The novel was also filmed by Alfred Hitchcock in 1927 (also starring Novello); by John Brahm in 1944; by Hugo Fregonese, as Man in the Attic, in 1953; and by David Ondaatje in 2009.

==Plot==
Mr and Mrs Bunting rent one of their rooms to Michel Angeloff, a foreigner. A number of murders have been committed and the police are investigating. The culprit is believed to be a foreigner, and the description matches Angeloff. The Buntings' daughter Daisy falls in love with Angeloff, and believes in his innocence when he is arrested as a suspect. He escapes from custody and goes to meet Daisy in a park, arriving in the nick of time to save her from the real murderer – his own brother.

==Cast==
- Ivor Novello as Michel Angeloff / "The Bosnian Murderer"
- Elizabeth Allan as Daisy Bunting
- A. W. Baskcomb as George Bunting
- Barbara Everest as Mrs Bunting
- Jack Hawkins as Joe Martin
- Shayle Gardner as Detective Snell
- Peter Gawthorne as Lord Southcliff
- Kynaston Reeves as Bob Mitchell
- Drusilla Wills as Mrs Coles
- Anthony Holles as Silvano
- George Merritt as Commissioner
- Andreas Malandrinos as Rabinovitch

== Reception ==
Film Weekly wrote: "Novello is inclined to be a little mannered in his acting, but for the most part it would be difficult to improve on his performance. A. W. Baskcomb extracts every particle of comedy from the part of Mr. Bunting without once being out of character, and Elizabeth Allan is very good as his daughter, Daisy. Maurice Elvey's direction, from an ingenious scenario, is perhaps the best thing he has ever done."

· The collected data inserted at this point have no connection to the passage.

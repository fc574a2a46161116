//! HTTP consumer of the explanation stream.
//!
//! Shared by the in-page panel, the background relay and the standalone page.
//! Every suspension point observes the cancellation token; a cancelled read
//! ends with `OverlayError::Cancelled` and nothing else.

use std::time::Duration;

use explain_stream::{DecodedStream, ExplainRequest, ExplanationAccumulator, Outcome, StreamFrame};
use futures::StreamExt;
use reqwest::{header, StatusCode};
use serde::Deserialize;
use tokio_util::sync::CancellationToken;
use tracing::{debug, warn};

use crate::credentials::Credential;
use crate::error::{OverlayError, Result};

pub const EXPLAIN_PATH: &str = "/api/explain";
pub const EXTENSION_TOKEN_HEADER: &str = "x-extension-token";
pub const SESSION_COOKIE: &str = "session_token";

const CONNECT_TIMEOUT: Duration = Duration::from_secs(10);

#[derive(Debug, Deserialize)]
struct ErrorBody {
    error: Option<String>,
}

#[derive(Clone)]
pub struct ExplainClient {
    http: reqwest::Client,
    api_base: String,
}

impl std::fmt::Debug for ExplainClient {
    fn fmt(&self, f: &mut std::fmt::Formatter<'_>) -> std::fmt::Result {
        f.debug_struct("ExplainClient")
            .field("api_base", &self.api_base)
            .finish()
    }
}

impl ExplainClient {
    pub fn new(api_base: impl Into<String>) -> Result<Self> {
        let http = reqwest::Client::builder()
            .connect_timeout(CONNECT_TIMEOUT)
            .build()?;
        Ok(Self::with_http_client(http, api_base))
    }

    pub fn with_http_client(http: reqwest::Client, api_base: impl Into<String>) -> Self {
        Self {
            http,
            api_base: api_base.into().trim_end_matches('/').to_string(),
        }
    }

    pub fn api_base(&self) -> &str {
        &self.api_base
    }

    /// Send the request and return the decoded frame stream.
    ///
    /// Fails before any network traffic when there is no credential.
    pub async fn open_stream(
        &self,
        request: &ExplainRequest,
        credential: Option<&Credential>,
        cancel: &CancellationToken,
    ) -> Result<DecodedStream> {
        let credential = credential.ok_or(OverlayError::NotConnected)?;

        let builder = self
            .http
            .post(format!("{}{}", self.api_base, EXPLAIN_PATH))
            .json(request);
        let builder = match credential {
            Credential::Extension(token) => builder.header(EXTENSION_TOKEN_HEADER, token),
            Credential::Session(token) => {
                builder.header(header::COOKIE, format!("{}={}", SESSION_COOKIE, token))
            }
        };

        let response = tokio::select! {
            _ = cancel.cancelled() => return Err(OverlayError::Cancelled),
            response = builder.send() => response?,
        };

        let status = response.status();
        if status == StatusCode::UNAUTHORIZED {
            return Err(OverlayError::SessionExpired);
        }
        if !status.is_success() {
            let message = response
                .json::<ErrorBody>()
                .await
                .ok()
                .and_then(|body| body.error)
                .unwrap_or_else(|| status.canonical_reason().unwrap_or("error").to_string());
            return Err(OverlayError::Rejected {
                status: status.as_u16(),
                message,
            });
        }
        if response.content_length() == Some(0) {
            return Err(OverlayError::NoResponseBody);
        }

        Ok(DecodedStream::new(response.bytes_stream()))
    }

    /// Run one explanation to completion, reporting accumulated text after
    /// every delta.
    pub async fn explain<F>(
        &self,
        request: &ExplainRequest,
        credential: Option<&Credential>,
        cancel: &CancellationToken,
        on_text: F,
    ) -> Result<Outcome>
    where
        F: FnMut(&str),
    {
        let frames = self.open_stream(request, credential, cancel).await?;
        consume(frames, cancel, on_text).await
    }
}

/// Fold a frame stream into an outcome.
///
/// A stream that ends without a terminal frame still yields an outcome from
/// whatever text arrived.
pub async fn consume<S, F>(mut frames: S, cancel: &CancellationToken, mut on_text: F) -> Result<Outcome>
where
    S: futures::Stream<Item = std::result::Result<StreamFrame, explain_stream::StreamError>> + Unpin,
    F: FnMut(&str),
{
    let mut accumulator = ExplanationAccumulator::new();

    loop {
        let next = tokio::select! {
            _ = cancel.cancelled() => return Err(OverlayError::Cancelled),
            next = frames.next() => next,
        };

        match next {
            Some(Ok(frame)) => {
                let is_delta = matches!(frame, StreamFrame::Delta { .. });
                if accumulator.apply(frame) {
                    break;
                }
                if is_delta {
                    on_text(accumulator.text());
                }
            }
            Some(Err(e)) => {
                if cancel.is_cancelled() {
                    return Err(OverlayError::Cancelled);
                }
                warn!(error = %e, "stream read failed");
                return Err(e.into());
            }
            None => {
                debug!("stream ended without a terminal frame");
                break;
            }
        }
    }

    debug!(deltas = accumulator.delta_count(), chars = accumulator.text().len(), "stream consumed");
    let outcome = accumulator.finish();
    if let Outcome::Failed(message) = &outcome {
        warn!(message = %message, "server reported a failure");
    }
    Ok(outcome)
}

#[cfg(test)]
mod tests {
    use super::*;
    use explain_stream::{DonePayload, StreamError};
    use futures::stream;

    fn frames(
        items: Vec<std::result::Result<StreamFrame, StreamError>>,
    ) -> impl futures::Stream<Item = std::result::Result<StreamFrame, StreamError>> + Unpin {
        stream::iter(items)
    }

    #[tokio::test]
    async fn test_consume_reports_growing_text() {
        let mut seen = Vec::new();
        let outcome = consume(
            frames(vec![
                Ok(StreamFrame::delta("Hel")),
                Ok(StreamFrame::delta("lo wo")),
                Ok(StreamFrame::delta("rld")),
                Ok(StreamFrame::Done(DonePayload::default())),
            ]),
            &CancellationToken::new(),
            |text| seen.push(text.to_string()),
        )
        .await
        .unwrap();

        assert_eq!(seen, vec!["Hel", "Hello wo", "Hello world"]);
        assert_eq!(outcome, Outcome::Raw("Hello world".into()));
    }

    #[tokio::test]
    async fn test_consume_cancelled_is_silent() {
        let cancel = CancellationToken::new();
        cancel.cancel();
        let err = consume(stream::pending(), &cancel, |_| {}).await.unwrap_err();
        assert!(err.is_silent());
    }

    #[tokio::test]
    async fn test_consume_transport_error() {
        let err = consume(
            frames(vec![
                Ok(StreamFrame::delta("partial")),
                Err(StreamError::Transport("connection reset".into())),
            ]),
            &CancellationToken::new(),
            |_| {},
        )
        .await
        .unwrap_err();
        assert_eq!(err, OverlayError::Transport("connection reset".into()));
    }

    #[tokio::test]
    async fn test_missing_credential_fails_without_request() {
        let client = ExplainClient::with_http_client(reqwest::Client::new(), "http://127.0.0.1:9");
        let request: ExplainRequest = serde_json::from_value(serde_json::json!({
            "text": "t", "mode": "executive", "contextLevel": "standard", "metadata": {}
        }))
        .unwrap();

        let err = client
            .open_stream(&request, None, &CancellationToken::new())
            .await
            .unwrap_err();
        assert_eq!(err, OverlayError::NotConnected);
    }
}
use anyhow::{Context, Result};
use dotenvy::dotenv;
use std::env;

pub const DEFAULT_MODEL: &str = "gpt-4o";
pub const DEFAULT_FOLLOWUP_MODEL: &str = "gpt-4o-mini";
const PLACEHOLDER_API_KEY: &str = "sk-placeholder";
const MIN_API_KEY_LEN: usize = 20;

/// Application configuration loaded from environment variables
#[derive(Debug, Clone)]
pub struct Config {
    pub port: u16,
    /// `None` when the key is missing or clearly not a real key (demo mode)
    pub openai_api_key: Option<String>,
    pub openai_model: String,
    pub followup_model: String,
    pub tavily_api_key: Option<String>,
    pub extension_token_secret: String,
    /// Empty means any origin
    pub allowed_origins: Vec<String>,
}

impl Config {
    /// Load configuration from environment variables
    pub fn from_env() -> Result<Self> {
        // Load .env file if present (development)
        let _ = dotenv();

        let openai_api_key = usable_api_key(env::var("OPENAI_API_KEY").ok());

        let extension_token_secret = match env::var("EXTENSION_TOKEN_SECRET")
            .or_else(|_| env::var("NEXTAUTH_SECRET"))
        {
            Ok(secret) => secret,
            Err(_) => {
                tracing::warn!("EXTENSION_TOKEN_SECRET not set, using development secret");
                "dev-secret".to_string()
            }
        };

        Ok(Self {
            port: env::var("PORT")
                .unwrap_or_else(|_| "3000".to_string())
                .parse()
                .context("PORT must be a valid number")?,
            openai_api_key,
            openai_model: env::var("OPENAI_MODEL").unwrap_or_else(|_| DEFAULT_MODEL.to_string()),
            followup_model: env::var("OPENAI_FOLLOWUP_MODEL")
                .unwrap_or_else(|_| DEFAULT_FOLLOWUP_MODEL.to_string()),
            tavily_api_key: env::var("TAVILY_API_KEY").ok().filter(|k| !k.trim().is_empty()),
            extension_token_secret,
            allowed_origins: parse_origins(&env::var("ALLOWED_ORIGINS").unwrap_or_default()),
        })
    }

    pub fn demo_mode(&self) -> bool {
        self.openai_api_key.is_none()
    }
}

/// A key that is absent, the placeholder, or too short to be real is dropped.
pub fn usable_api_key(key: Option<String>) -> Option<String> {
    key.filter(|k| k != PLACEHOLDER_API_KEY && k.len() >= MIN_API_KEY_LEN)
}

fn parse_origins(raw: &str) -> Vec<String> {
    raw.split(',')
        .map(str::trim)
        .filter(|origin| !origin.is_empty() && *origin != "*")
        .map(String::from)
        .collect()
}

Kine Weekly wrote: "A very good mystery thriller, a smooth adaptation of Mrs. Belloc Lowndes's famous story, which escapes from the conventional, yet furnishes first-class popular entertainment. The action is not exactly fierce, but exceedingly good characterisation and intelligent treatment build up interest and suspense with logical precision, while the ending, although slightly incredible, has a real element of surprise, which gets it over."

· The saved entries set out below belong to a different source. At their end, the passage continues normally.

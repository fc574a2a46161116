//! `BaseGenerator` backed by the OpenAI chat completions API.

use anyhow::Result;
use async_trait::async_trait;
use futures::StreamExt;
use openai_client::{ChatRequest, OpenAIClient};

use super::{BaseGenerator, TokenStream};

pub struct OpenAIGenerator {
    client: OpenAIClient,
}

impl OpenAIGenerator {
    pub fn new(client: OpenAIClient) -> Self {
        Self { client }
    }
}

#[async_trait]
impl BaseGenerator for OpenAIGenerator {
    async fn stream_chat(&self, request: ChatRequest) -> Result<TokenStream> {
        let stream = self.client.chat_completion_stream(request).await?;

        let tokens = stream.filter_map(|chunk| async move {
            match chunk {
                Ok(chunk) if chunk.done || chunk.delta.is_empty() => None,
                Ok(chunk) => Some(Ok(chunk.delta)),
                Err(e) => Some(Err(anyhow::Error::new(e))),
            }
        });
        Ok(Box::pin(tokens))
    }

    async fn complete(&self, request: ChatRequest) -> Result<String> {
        let response = self.client.chat_completion(request).await?;
        if let Some(usage) = &response.usage {
            tracing::debug!(
                prompt_tokens = usage.prompt_tokens,
                completion_tokens = usage.completion_tokens,
                "completion usage"
            );
        }
        Ok(response.content)
    }
}
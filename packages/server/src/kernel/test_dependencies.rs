// TestDependencies - mock implementations for testing
//
// Provides mock services that can be injected into ServerDeps for tests.
// Every mock records its calls so tests can assert on side effects.

use anyhow::Result;
use async_trait::async_trait;
use futures::stream;
use openai_client::ChatRequest;
use std::sync::{Arc, Mutex};
use std::time::Duration;

use super::{
    BaseExplanationStore, BaseGenerator, BaseSearchService, ModelSettings, SearchResult,
    ServerDeps, TokenStream,
};
use crate::common::ExplanationRecord;
use crate::domains::auth::{ExtensionTokenService, Session, SessionStore};

pub const TEST_TOKEN_SECRET: &str = "test_extension_secret";

// =============================================================================
// Mock Generator
// =============================================================================

pub struct MockGenerator {
    tokens: Mutex<Vec<String>>,
    fail_after: Mutex<Option<usize>>,
    fail_on_start: Mutex<bool>,
    hang_after: Mutex<Option<usize>>,
    completion: Mutex<String>,
    calls: Arc<Mutex<Vec<ChatRequest>>>,
}

impl MockGenerator {
    pub fn new() -> Self {
        Self {
            tokens: Mutex::new(Vec::new()),
            fail_after: Mutex::new(None),
            fail_on_start: Mutex::new(false),
            hang_after: Mutex::new(None),
            completion: Mutex::new("- Mock follow-up answer".to_string()),
            calls: Arc::new(Mutex::new(Vec::new())),
        }
    }

    /// Tokens every stream will yield, in order
    pub fn with_tokens(self, tokens: &[&str]) -> Self {
        *self.tokens.lock().unwrap() = tokens.iter().map(|t| t.to_string()).collect();
        self
    }

    /// Yield `n` tokens then fail mid-stream
    pub fn failing_after(self, n: usize) -> Self {
        *self.fail_after.lock().unwrap() = Some(n);
        self
    }

    /// Reject the request before any token is produced
    pub fn failing_on_start(self) -> Self {
        *self.fail_on_start.lock().unwrap() = true;
        self
    }

    /// Yield `n` tokens then never finish
    pub fn hanging_after(self, n: usize) -> Self {
        *self.hang_after.lock().unwrap() = Some(n);
        self
    }

    pub fn with_completion(self, text: &str) -> Self {
        *self.completion.lock().unwrap() = text.to_string();
        self
    }

    pub fn calls(&self) -> Vec<ChatRequest> {
        self.calls.lock().unwrap().clone()
    }

    pub fn call_count(&self) -> usize {
        self.calls.lock().unwrap().len()
    }
}

impl Default for MockGenerator {
    fn default() -> Self {
        Self::new()
    }
}

#[async_trait]
impl BaseGenerator for MockGenerator {
    async fn stream_chat(&self, request: ChatRequest) -> Result<TokenStream> {
        self.calls.lock().unwrap().push(request);

        if *self.fail_on_start.lock().unwrap() {
            anyhow::bail!("mock generator rejected the request");
        }

        let tokens = self.tokens.lock().unwrap().clone();
        let fail_after = *self.fail_after.lock().unwrap();
        let hang_after = *self.hang_after.lock().unwrap();

        let mut items: Vec<Result<String>> = tokens.into_iter().map(Ok).collect();
        if let Some(n) = fail_after.or(hang_after) {
            items.truncate(n);
        }
        if fail_after.is_some() {
            items.push(Err(anyhow::anyhow!("mock generator failed mid-stream")));
        }

        let scripted = stream::iter(items);
        if hang_after.is_some() {
            use futures::StreamExt;
            return Ok(Box::pin(scripted.chain(stream::pending())));
        }
        Ok(Box::pin(scripted))
    }

    async fn complete(&self, request: ChatRequest) -> Result<String> {
        self.calls.lock().unwrap().push(request);
        if *self.fail_on_start.lock().unwrap() {
            anyhow::bail!("mock generator rejected the request");
        }
        Ok(self.completion.lock().unwrap().clone())
    }
}

// =============================================================================
// Mock Search Service
// =============================================================================

pub struct MockSearchService {
    results: Mutex<Vec<SearchResult>>,
    fail: Mutex<bool>,
    calls: Arc<Mutex<Vec<String>>>,
}

impl MockSearchService {
    pub fn new() -> Self {
        Self {
            results: Mutex::new(Vec::new()),
            fail: Mutex::new(false),
            calls: Arc::new(Mutex::new(Vec::new())),
        }
    }

    pub fn with_result(self, title: &str, url: &str, content: &str) -> Self {
        self.results.lock().unwrap().push(SearchResult {
            title: title.to_string(),
            url: url.to_string(),
            content: content.to_string(),
            score: 0.9,
        });
        self
    }

    pub fn failing(self) -> Self {
        *self.fail.lock().unwrap() = true;
        self
    }

    /// Queries received, in order
    pub fn queries(&self) -> Vec<String> {
        self.calls.lock().unwrap().clone()
    }

    pub fn call_count(&self) -> usize {
        self.calls.lock().unwrap().len()
    }
}

impl Default for MockSearchService {
    fn default() -> Self {
        Self::new()
    }
}

#[async_trait]
impl BaseSearchService for MockSearchService {
    async fn search(&self, query: &str, max_results: usize) -> Result<Vec<SearchResult>> {
        self.calls.lock().unwrap().push(query.to_string());
        if *self.fail.lock().unwrap() {
            anyhow::bail!("mock search unavailable");
        }
        let results = self.results.lock().unwrap();
        Ok(results.iter().take(max_results).cloned().collect())
    }
}

// =============================================================================
// Mock Explanation Store
// =============================================================================

pub struct MockExplanationStore {
    saved: Arc<Mutex<Vec<ExplanationRecord>>>,
    fail: Mutex<bool>,
    attempts: Arc<Mutex<usize>>,
}

impl MockExplanationStore {
    pub fn new() -> Self {
        Self {
            saved: Arc::new(Mutex::new(Vec::new())),
            fail: Mutex::new(false),
            attempts: Arc::new(Mutex::new(0)),
        }
    }

    pub fn failing(self) -> Self {
        *self.fail.lock().unwrap() = true;
        self
    }

    pub fn saved(&self) -> Vec<ExplanationRecord> {
        self.saved.lock().unwrap().clone()
    }

    /// Write attempts, including failed ones
    pub fn attempts(&self) -> usize {
        *self.attempts.lock().unwrap()
    }

    /// Persistence runs in the background; poll until `n` attempts were made.
    pub async fn wait_for_attempts(&self, n: usize) -> usize {
        for _ in 0..100 {
            if self.attempts() >= n {
                break;
            }
            tokio::time::sleep(Duration::from_millis(5)).await;
        }
        self.attempts()
    }
}

impl Default for MockExplanationStore {
    fn default() -> Self {
        Self::new()
    }
}

#[async_trait]
impl BaseExplanationStore for MockExplanationStore {
    async fn save(&self, record: ExplanationRecord) -> Result<()> {
        *self.attempts.lock().unwrap() += 1;
        if *self.fail.lock().unwrap() {
            anyhow::bail!("mock store write failed");
        }
        self.saved.lock().unwrap().push(record);
        Ok(())
    }
}

// =============================================================================
// TestDependencies
// =============================================================================

pub struct TestDependencies {
    pub generator: Arc<MockGenerator>,
    pub search: Arc<MockSearchService>,
    pub store: Arc<MockExplanationStore>,
    pub sessions: SessionStore,
    pub extension_tokens: Arc<ExtensionTokenService>,
    demo: bool,
    retrieval: bool,
}

impl TestDependencies {
    pub fn new() -> Self {
        Self {
            generator: Arc::new(MockGenerator::new()),
            search: Arc::new(MockSearchService::new()),
            store: Arc::new(MockExplanationStore::new()),
            sessions: SessionStore::new(),
            extension_tokens: Arc::new(ExtensionTokenService::new(TEST_TOKEN_SECRET)),
            demo: false,
            retrieval: true,
        }
    }

    pub fn with_generator(mut self, generator: MockGenerator) -> Self {
        self.generator = Arc::new(generator);
        self
    }

    pub fn with_search(mut self, search: MockSearchService) -> Self {
        self.search = Arc::new(search);
        self
    }

    pub fn with_store(mut self, store: MockExplanationStore) -> Self {
        self.store = Arc::new(store);
        self
    }

    /// No generator configured
    pub fn demo(mut self) -> Self {
        self.demo = true;
        self
    }

    pub fn without_retrieval(mut self) -> Self {
        self.retrieval = false;
        self
    }

    /// A valid extension credential for `user_id`
    pub fn extension_token(&self, user_id: &str) -> String {
        self.extension_tokens
            .sign(user_id, Some("ws-test"))
            .expect("signing a test token")
    }

    /// A live web session token for `user_id`
    pub async fn session_token(&self, user_id: &str) -> String {
        self.sessions
            .create_session(Session::new(user_id, format!("{}@example.com", user_id)))
            .await
    }

    pub fn server_deps(&self) -> ServerDeps {
        ServerDeps::new(
            (!self.demo).then(|| self.generator.clone() as Arc<dyn BaseGenerator>),
            self.retrieval
                .then(|| self.search.clone() as Arc<dyn BaseSearchService>),
            self.store.clone(),
            Arc::new(self.sessions.clone()),
            self.extension_tokens.clone(),
            ModelSettings::default(),
        )
    }
}

impl Default for TestDependencies {
    fn default() -> Self {
        Self::new()
    }
}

Variety wrote: "The Phantom Fiend tries hard kidding the audience into thinking it's a shocker. With the exception of a couple minutes toward the end, it offers a first rate cure for Insomnia. Treatment by the adaptors, of the Belloc Lownes yarn enhances its basic dullness and implausibility to the nth degree, while the heavy handed, obvious direction serves as a running mate for the lip-pursing of Ivor Novello in the leading role. This British quickie can be tagged on to the lower end of a double-header but with apologies."